Con una recente pronuncia emessa a Sezioni Unite1, la Corte di cassazione, senza risolvere espressamente la controversa questione della individuazione dell’organo funzionalmente competente all’emissione del mandato di arresto europeo, rimessa alla sua attenzione con ordinanza n. 12321/2012 della Sesta Sezione2, si è arrestata sulla soglia di una preliminare questione di rito, ribadendo il principio3 secondo cui non sono impugnabili nell’ordinamento interno, neanche ai sensi degli artt. 111, co. 7, Cost. e 568, co. 2, c.p.p., il mandato di arresto europeo emesso dall’autorità giudiziaria italiana nella procedura attiva di consegna (artt. 28, 29 e 30 l. 22.4.2005, n. 69) ed il provvedimento emesso dalla stessa autorità (eventualmente in forma di m.a.e.) nell’ambito della procedura di estensione attiva della consegna di cui agli artt. 32 e 26 l. n. 69/2005, potendo i loro eventuali vizi essere dedotti solo nello Stato richiesto, qualora incidano sulla procedura di sua pertinenza, e secondo le regole, le forme ed i tempi previsti nel relativo ordinamento.
Nel caso di specie, infatti, l’oggetto del ricorso atteneva non propriamente al “modello” del m.a.e. attivo ordinario, finalizzato ad ottenere la consegna della persona ricercata, ma ad un m.a.e. utilizzato dall’organo richiedente come “veicolo” per attivare la procedura di assenso all’estensione della consegna di cui alle su citate disposizioni degli artt. 26 e 32 l. n. 69/2005, assenso necessario al fine di superare gli effetti limitativi del principio di specialità.

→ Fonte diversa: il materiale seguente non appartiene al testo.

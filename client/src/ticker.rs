use std::time::Duration;

use button_api::prelude::*;
use solana_sdk::pubkey::Pubkey;
use tokio::{task::JoinHandle, time::MissedTickBehavior};

use crate::{clock::Clock, sync::Watched};

/// Once-per-second countdown over a watched round.
///
/// Ticks are derived from the cached record and never hit the network. The
/// ticker stops by itself after reporting an ended round and is aborted when
/// dropped, so a torn down view cannot leak it.
pub struct CountdownTicker {
    task: JoinHandle<()>,
}

impl CountdownTicker {
    pub const PERIOD: Duration = Duration::from_secs(1);

    /// Starts ticking. `user` decides the leader flag of each reported status.
    pub fn spawn<C, F>(
        round: Watched<Round>,
        clock: C,
        user: Option<Pubkey>,
        mut on_tick: F,
    ) -> Self
    where
        C: Clock + 'static,
        F: FnMut(RoundStatus) + Send + 'static,
    {
        let task = tokio::spawn(async move {
            let mut interval = tokio::time::interval(Self::PERIOD);
            interval.set_missed_tick_behavior(MissedTickBehavior::Skip);
            loop {
                interval.tick().await;
                let Some(current) = round.current() else {
                    continue;
                };
                let status = current.status(clock.unix_timestamp(), user.as_ref());
                let ended = status.is_ended;
                on_tick(status);
                if ended {
                    tracing::debug!(round_id = current.round_id, "countdown finished");
                    break;
                }
            }
        });
        Self { task }
    }

    pub fn is_finished(&self) -> bool {
        self.task.is_finished()
    }

    /// Stops ticking.
    pub fn cancel(self) {
        self.task.abort();
    }
}

impl Drop for CountdownTicker {
    fn drop(&mut self) {
        self.task.abort();
    }
}
use std::sync::Arc;

use button_api::prelude::*;
use solana_sdk::{
    compute_budget::ComputeBudgetInstruction, instruction::Instruction, message::Message,
    pubkey::Pubkey, signature::Signature, transaction::Transaction,
};

use crate::{
    accounts::{fetch_registry, fetch_round, fetch_round_and_vault},
    backend::{AccountSource, Confirmation, Confirmer, Wallet},
    clock::{Clock, SystemClock},
    config::ClientConfig,
    error::RejectReason,
    Error, Result,
};

/// Checks whether `user` may click `round` at `now`.
pub fn check_click(round: &Round, user: &Pubkey, now: i64) -> std::result::Result<(), RejectReason> {
    if !round.is_active || round.is_ended(now) {
        return Err(RejectReason::RoundNotActive);
    }
    if round.is_leader(user) {
        return Err(RejectReason::AlreadyLastClicker);
    }
    Ok(())
}

/// Checks whether `user` may claim the pool of `round` at `now`.
pub fn check_claim(
    round: &Round,
    vault: &Vault,
    user: &Pubkey,
    now: i64,
) -> std::result::Result<(), RejectReason> {
    if !round.is_leader(user) {
        return Err(RejectReason::NotWinner);
    }
    if !round.is_ended(now) {
        return Err(RejectReason::RoundInProgress);
    }
    if vault.is_empty() {
        return Err(RejectReason::AlreadyClaimed);
    }
    Ok(())
}

/// Builds, signs and confirms the state-changing actions of a round.
///
/// Nothing is cached here: every action reads fresh records, and the new
/// on-chain state only reaches the client through [`LiveSync`](crate::LiveSync).
pub struct ActionSubmitter<L, W, C = SystemClock> {
    ledger: Arc<L>,
    wallet: Arc<W>,
    clock: C,
    compute_unit_limit: Option<u32>,
    compute_unit_price: Option<u64>,
}

impl<L, W> ActionSubmitter<L, W> {
    pub fn new(ledger: Arc<L>, wallet: Arc<W>) -> Self {
        Self::with_clock(ledger, wallet, SystemClock)
    }
}

impl<L, W, C> ActionSubmitter<L, W, C> {
    pub fn with_clock(ledger: Arc<L>, wallet: Arc<W>, clock: C) -> Self {
        Self {
            ledger,
            wallet,
            clock,
            compute_unit_limit: None,
            compute_unit_price: None,
        }
    }

    /// Applies the compute budget settings of `config`.
    pub fn configure(mut self, config: &ClientConfig) -> Self {
        self.compute_unit_limit = config.compute_unit_limit;
        self.compute_unit_price = config.compute_unit_price;
        self
    }

    fn compute_budget_instructions(&self) -> Vec<Instruction> {
        let mut instructions = Vec::with_capacity(3);
        if let Some(limit) = self.compute_unit_limit {
            instructions.push(ComputeBudgetInstruction::set_compute_unit_limit(limit));
        }
        if let Some(price) = self.compute_unit_price {
            instructions.push(ComputeBudgetInstruction::set_compute_unit_price(price));
        }
        instructions
    }
}

impl<L, W, C> ActionSubmitter<L, W, C>
where
    L: AccountSource + Confirmer,
    W: Wallet,
    C: Clock,
{
    pub fn identity(&self) -> Pubkey {
        self.wallet.identity()
    }

    /// Clicks the button of round `round_id`, depositing the vault's stake.
    pub async fn click(&self, round_id: u64) -> Result<Signature> {
        let (round, vault) = fetch_round_and_vault(self.ledger.as_ref(), round_id).await?;
        let user = self.wallet.identity();
        check_click(&round, &user, self.clock.unix_timestamp())?;

        let balance = self
            .ledger
            .fetch(&user)
            .await?
            .map(|account| account.lamports)
            .unwrap_or_default();
        if balance < vault.deposit_amount {
            return Err(RejectReason::InsufficientFunds.into());
        }

        let ix = click_button(user, round_id, vault.deposit_amount);
        self.submit("click", ix).await
    }

    /// Clicks the round the registry currently marks as active.
    pub async fn click_active(&self) -> Result<Signature> {
        let registry = fetch_registry(self.ledger.as_ref()).await?;
        let round_id = registry
            .active_round_id
            .ok_or(RejectReason::RoundNotActive)?;
        self.click(round_id).await
    }

    /// Withdraws the pool of an ended round to its leader.
    pub async fn claim_reward(&self, round_id: u64) -> Result<Signature> {
        let (round, vault) = fetch_round_and_vault(self.ledger.as_ref(), round_id).await?;
        let user = self.wallet.identity();
        check_claim(&round, &vault, &user, self.clock.unix_timestamp())?;

        let ix = claim_reward(user, round_id);
        self.submit("claim_reward", ix).await
    }

    /// Asks the program to persist the end of a timed out round.
    ///
    /// Returns `None` without submitting when the round is already marked as ended.
    pub async fn verify_round_state(&self, round_id: u64) -> Result<Option<Signature>> {
        let round = fetch_round(self.ledger.as_ref(), round_id).await?;
        if round.has_ended {
            tracing::debug!(round_id, "round already marked as ended");
            return Ok(None);
        }
        let ix = verify_game_state(round_id);
        self.submit("verify_round_state", ix).await.map(Some)
    }

    async fn submit(&self, action: &'static str, instruction: Instruction) -> Result<Signature> {
        let payer = self.wallet.identity();
        let mut instructions = self.compute_budget_instructions();
        instructions.push(instruction);

        let blockhash = self.ledger.latest_blockhash().await?;
        let message = Message::new_with_blockhash(&instructions, Some(&payer), &blockhash);
        let transaction = Transaction::new_unsigned(message);

        let signature = match self.wallet.sign_and_send(transaction).await {
            Ok(signature) => signature,
            Err(err) => {
                tracing::warn!(action, %err, "transaction not submitted");
                return Err(err);
            }
        };
        tracing::info!(action, %signature, "transaction submitted");

        match self.ledger.confirm(&signature).await? {
            Confirmation::Confirmed => {
                tracing::info!(action, %signature, "transaction confirmed");
                Ok(signature)
            }
            Confirmation::Failed(err) => {
                tracing::warn!(action, %signature, %err, "transaction failed");
                Err(Error::Rejected(RejectReason::from(&err)))
            }
            Confirmation::TimedOut => {
                tracing::warn!(action, %signature, "confirmation timed out");
                Err(Error::TimedOut(signature))
            }
        }
    }
}
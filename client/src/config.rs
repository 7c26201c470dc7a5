use std::{str::FromStr, time::Duration};

use serde::Deserialize;
use solana_sdk::commitment_config::{CommitmentConfig, CommitmentLevel};

use crate::{Error, Result};

pub const DEFAULT_RPC_URL: &str = "https://api.devnet.solana.com";

/// Client configuration.
#[derive(Debug, Clone, Deserialize)]
#[serde(default)]
pub struct ClientConfig {
    pub rpc_url: String,
    /// Websocket endpoint for account subscriptions. Derived from `rpc_url` when unset.
    pub ws_url: Option<String>,
    pub commitment: CommitmentLevel,
    pub confirm_timeout_secs: u64,
    pub poll_interval_ms: u64,
    pub compute_unit_limit: Option<u32>,
    /// Priority fee in micro-lamports per compute unit.
    pub compute_unit_price: Option<u64>,
}

impl Default for ClientConfig {
    fn default() -> Self {
        Self {
            rpc_url: DEFAULT_RPC_URL.to_string(),
            ws_url: None,
            commitment: CommitmentLevel::Confirmed,
            confirm_timeout_secs: 60,
            poll_interval_ms: 500,
            compute_unit_limit: None,
            compute_unit_price: None,
        }
    }
}

impl ClientConfig {
    /// Reads `BUTTON_*` environment variables on top of the defaults.
    pub fn from_env() -> Result<Self> {
        Self::from_lookup(|key| std::env::var(key).ok())
    }

    fn from_lookup(lookup: impl Fn(&str) -> Option<String>) -> Result<Self> {
        let mut config = Self::default();
        if let Some(url) = lookup("BUTTON_RPC_URL") {
            config.rpc_url = url;
        }
        config.ws_url = lookup("BUTTON_WS_URL");
        if let Some(commitment) = lookup("BUTTON_COMMITMENT") {
            config.commitment = CommitmentLevel::from_str(&commitment)
                .map_err(|err| Error::Config(format!("BUTTON_COMMITMENT: {err}")))?;
        }
        if let Some(timeout) = lookup("BUTTON_CONFIRM_TIMEOUT_SECS") {
            config.confirm_timeout_secs = parse_number("BUTTON_CONFIRM_TIMEOUT_SECS", &timeout)?;
        }
        if let Some(interval) = lookup("BUTTON_POLL_INTERVAL_MS") {
            config.poll_interval_ms = parse_number("BUTTON_POLL_INTERVAL_MS", &interval)?;
        }
        if let Some(limit) = lookup("BUTTON_COMPUTE_UNIT_LIMIT") {
            config.compute_unit_limit = Some(parse_number("BUTTON_COMPUTE_UNIT_LIMIT", &limit)?);
        }
        if let Some(price) = lookup("BUTTON_PRIORITY_FEE") {
            config.compute_unit_price = Some(parse_number("BUTTON_PRIORITY_FEE", &price)?);
        }
        Ok(config)
    }

    pub fn commitment(&self) -> CommitmentConfig {
        CommitmentConfig {
            commitment: self.commitment,
        }
    }

    pub fn confirm_timeout(&self) -> Duration {
        Duration::from_secs(self.confirm_timeout_secs)
    }

    pub fn poll_interval(&self) -> Duration {
        Duration::from_millis(self.poll_interval_ms)
    }

    pub fn ws_url(&self) -> String {
        match &self.ws_url {
            Some(url) => url.clone(),
            None => derive_ws_url(&self.rpc_url),
        }
    }
}

fn parse_number<T: FromStr>(key: &str, value: &str) -> Result<T>
where
    T::Err: std::fmt::Display,
{
    value
        .trim()
        .parse()
        .map_err(|err| Error::Config(format!("{key}: {err}")))
}

fn derive_ws_url(rpc_url: &str) -> String {
    if let Some(rest) = rpc_url.strip_prefix("https://") {
        format!("wss://{rest}")
    } else if let Some(rest) = rpc_url.strip_prefix("http://") {
        format!("ws://{rest}")
    } else {
        rpc_url.to_string()
    }
}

1.1 La competenza nella procedura “attiva” di consegna
L’art. 28 l. n. 69/2005, in conformità al criterio direttivo enunciato nell’art. 6, par. 1, decisione quadro 2002/584/GAI del 13 giugno 2002, relativa al mandato di arresto europeo ed alle procedure di consegna fra gli Stati membri dell’UE, che attribuisce alle legislazioni interne dei singoli sistemi nazionali la facoltà di individuare l’autorità giudiziaria competente ai fini dell’emissione del mandato d’arresto europeo, introduce nel nostro ordinamento un criterio di riparto della competenza «attiva», stabilendo che il mandato d’arresto europeo può essere emesso: a) dal giudice che ha applicato la misura cautelare della custodia in carcere o degli arresti domiciliari (si tratta, in questo caso, dell’ipotesi di mandato emesso per finalità “processuali”); b) dal p.m. presso il giudice dell’esecuzione che ha emesso, ex artt. 656 ss. c.p.p., l’ordine di esecuzione della pena detentiva o della misura di sicurezza a carattere detentivo ordinata con la sentenza (in questo caso, invece, si tratta dell’ipotesi di mandato emesso per finalità “esecutive”). La competenza viene dunque attribuita sulla base del provvedimento la cui esecuzione il m.a.e. tende a soddisfare, distinguendosi, in particolare, tre diverse ipotesi: a) l’esistenza di un provvedimento che applica una misura cautelare coercitiva di tipo custodiale; b) l’esistenza di una sentenza irrevocabile di condanna a pena detentiva; c) l’esistenza di una sentenza irrevocabile che abbia applicato una misura di sicurezza.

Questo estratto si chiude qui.